> **Task item**
Find and copy every line in the records that includes the string "names".

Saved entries
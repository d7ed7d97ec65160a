use autoreg_plugin::CodecError;
use std::path::PathBuf;
use thiserror::Error;

use crate::pipeline::PipelineState;

#[derive(Error, Debug)]
pub enum AutoregError {
    #[error("I/O error: {0}")]
    Io(#[from] std::io::Error),
    #[error("I/O error on input {path}: {source}")]
    Input {
        path: PathBuf,
        #[source]
        source: std::io::Error,
    },
    #[error("JSON serialization/deserialization error: {0}")]
    Json(#[from] serde_json::Error),
    #[error("Archive error: {0}")]
    Zip(#[from] zip::result::ZipError),
    #[error("Codec error: {0}")]
    Codec(#[from] CodecError),
    #[error("Configuration error: {0}")]
    Config(String),
    #[error("Injection into {target} failed: {reason}")]
    Injection { target: String, reason: String },
    #[error("Invalid pipeline transition: {from:?} -> {to:?}")]
    InvalidTransition {
        from: PipelineState,
        to: PipelineState,
    },
    #[error("Internal error: {0}")]
    Internal(String),
}

impl AutoregError {
    pub fn input(path: impl Into<PathBuf>, source: std::io::Error) -> Self {
        AutoregError::Input {
            path: path.into(),
            source,
        }
    }
}

pub type Result<T> = std::result::Result<T, AutoregError>;
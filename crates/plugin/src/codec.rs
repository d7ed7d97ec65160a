use serde::{Deserialize, Serialize};
use thiserror::Error;

#[derive(Debug, Error)]
pub enum CodecError {
    #[error("malformed unit: {0}")]
    Malformed(String),
    #[error("method {method}{descriptor} not found in {class}")]
    MethodNotFound {
        class: String,
        method: String,
        descriptor: String,
    },
    #[error("unsupported method shape in {site}: {reason}")]
    UnsupportedShape { site: String, reason: String },
    #[error("re-encode failed: {0}")]
    Encode(String),
}

/// Type metadata of one object unit. All names are in internal form.
#[derive(Debug, Clone, PartialEq, Eq)]
pub struct UnitHeader {
    pub name: String,
    /// `None` only for the root of the type hierarchy.
    pub super_name: Option<String>,
    /// Directly declared interfaces, in declaration order.
    pub interfaces: Vec<String>,
    pub is_abstract: bool,
    pub is_interface: bool,
}

impl UnitHeader {
    /// Whether the unit can be instantiated and therefore registered.
    pub fn is_concrete(&self) -> bool {
        !self.is_abstract && !self.is_interface
    }

    /// Whether `contract` appears in the interface table or as the direct superclass.
    pub fn declares(&self, contract: &str) -> bool {
        self.interfaces.iter().any(|i| i == contract) || self.super_name.as_deref() == Some(contract)
    }
}

/// The method whose body receives the registration calls.
#[derive(Debug, Clone, PartialEq, Eq, Hash, Serialize, Deserialize)]
pub struct InjectionSite {
    pub class_name: String,
    pub method_name: String,
    pub descriptor: String,
}

impl std::fmt::Display for InjectionSite {
    fn fmt(&self, f: &mut std::fmt::Formatter<'_>) -> std::fmt::Result {
        write!(f, "{}.{}{}", self.class_name, self.method_name, self.descriptor)
    }
}

/// How an implementer is handed to the registration method.
#[derive(Debug, Clone, Copy, Default, PartialEq, Eq, Hash, Serialize, Deserialize)]
#[serde(rename_all = "snake_case")]
pub enum ParameterShape {
    /// A fresh instance built with the implementer's no-arg constructor.
    #[default]
    Instance,
    /// The implementer's class literal.
    #[serde(alias = "class")]
    ClassLiteral,
}

/// The registration entry point invoked once per implementer.
#[derive(Debug, Clone, PartialEq, Eq, Hash, Serialize, Deserialize)]
pub struct RegistrationCall {
    pub owner: String,
    pub method_name: String,
    pub descriptor: String,
    pub parameter: ParameterShape,
}

/// One (implementer, call) pair to append to an injection site.
#[derive(Debug, Clone, PartialEq, Eq)]
pub struct Registration {
    pub implementer: String,
    pub call: RegistrationCall,
}

/// A method invocation found in a method body.
#[derive(Debug, Clone, PartialEq, Eq)]
pub struct MethodInvocation {
    pub owner: String,
    pub name: String,
    pub descriptor: String,
}

/// Binary introspection and rewrite capability for one object-unit format.
///
/// Implementations must be pure functions of their inputs: they never touch
/// the filesystem and never execute the unit.
pub trait UnitCodec: Send + Sync {
    /// Backend name (for logging)
    fn name(&self) -> &str;

    /// Whether an archive entry or tree-relative path (normalized to `/`)
    /// names an object unit this codec understands.
    fn accepts_entry(&self, entry_name: &str) -> bool;

    /// Read the type header: name, superclass and interface table.
    fn read_header(&self, bytes: &[u8]) -> Result<UnitHeader, CodecError>;

    /// Append one call sequence per registration to the site's method body
    /// and return the re-encoded unit.
    fn inject(
        &self,
        bytes: &[u8],
        site: &InjectionSite,
        registrations: &[Registration],
    ) -> Result<Vec<u8>, CodecError>;

    /// List the method invocations of the site's body, in code order.
    fn invocations(
        &self,
        bytes: &[u8],
        site: &InjectionSite,
    ) -> Result<Vec<MethodInvocation>, CodecError>;
}
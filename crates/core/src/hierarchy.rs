//! Supertype graph for registering implementers reached through
//! intermediate types.

use petgraph::Direction;
use petgraph::stable_graph::{NodeIndex, StableDiGraph};
use std::collections::{BTreeSet, HashMap, HashSet, VecDeque};

use crate::model::TypeRecord;

#[derive(Debug, Clone, Copy, PartialEq, Eq)]
pub enum EdgeKind {
    InheritsFrom,
    Implements,
}

#[derive(Debug, Clone)]
pub struct TypeNode {
    pub name: String,
    /// Unknown types (referenced but never scanned) are not concrete.
    pub concrete: bool,
}

/// Edges point from subtype to supertype.
#[derive(Default)]
pub struct TypeGraph {
    topology: StableDiGraph<TypeNode, EdgeKind>,
    index: HashMap<String, NodeIndex>,
}

impl TypeGraph {
    pub fn build<'a>(records: impl IntoIterator<Item = &'a TypeRecord>) -> Self {
        let mut graph = Self::default();
        for record in records {
            let node = graph.node(&record.name);
            graph.topology[node].concrete |= record.concrete;
            if let Some(super_name) = &record.super_name {
                let parent = graph.node(super_name);
                graph.topology.add_edge(node, parent, EdgeKind::InheritsFrom);
            }
            for interface in &record.interfaces {
                let parent = graph.node(interface);
                graph.topology.add_edge(node, parent, EdgeKind::Implements);
            }
        }
        graph
    }

    fn node(&mut self, name: &str) -> NodeIndex {
        if let Some(&idx) = self.index.get(name) {
            return idx;
        }
        let idx = self.topology.add_node(TypeNode {
            name: name.to_string(),
            concrete: false,
        });
        self.index.insert(name.to_string(), idx);
        idx
    }

    pub fn len(&self) -> usize {
        self.topology.node_count()
    }

    pub fn is_empty(&self) -> bool {
        self.topology.node_count() == 0
    }

    /// Every type that reaches `name` through any chain of supertype edges.
    pub fn subtypes(&self, name: &str) -> Vec<&TypeNode> {
        let Some(&start) = self.index.get(name) else {
            return Vec::new();
        };
        let mut seen = HashSet::from([start]);
        let mut queue = VecDeque::from([start]);
        let mut found = Vec::new();
        while let Some(idx) = queue.pop_front() {
            for child in self.topology.neighbors_directed(idx, Direction::Incoming) {
                if seen.insert(child) {
                    found.push(&self.topology[child]);
                    queue.push_back(child);
                }
            }
        }
        found
    }
}

/// Finds implementers of a contract in a [`TypeGraph`].
pub trait HierarchyResolver: Send + Sync {
    fn resolve(&self, graph: &TypeGraph, contract: &str) -> BTreeSet<String>;
}

/// Concrete types that reach the contract through any number of
/// intermediate classes or interfaces.
#[derive(Debug, Default, Clone, Copy)]
pub struct TransitiveResolver;

impl HierarchyResolver for TransitiveResolver {
    fn resolve(&self, graph: &TypeGraph, contract: &str) -> BTreeSet<String> {
        graph
            .subtypes(contract)
            .into_iter()
            .filter(|node| node.concrete)
            .map(|node| node.name.clone())
            .collect()
    }
}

> **Solution**
/// Type metadata of one object unit. All names are in internal form.
    /// names an object unit this codec understands.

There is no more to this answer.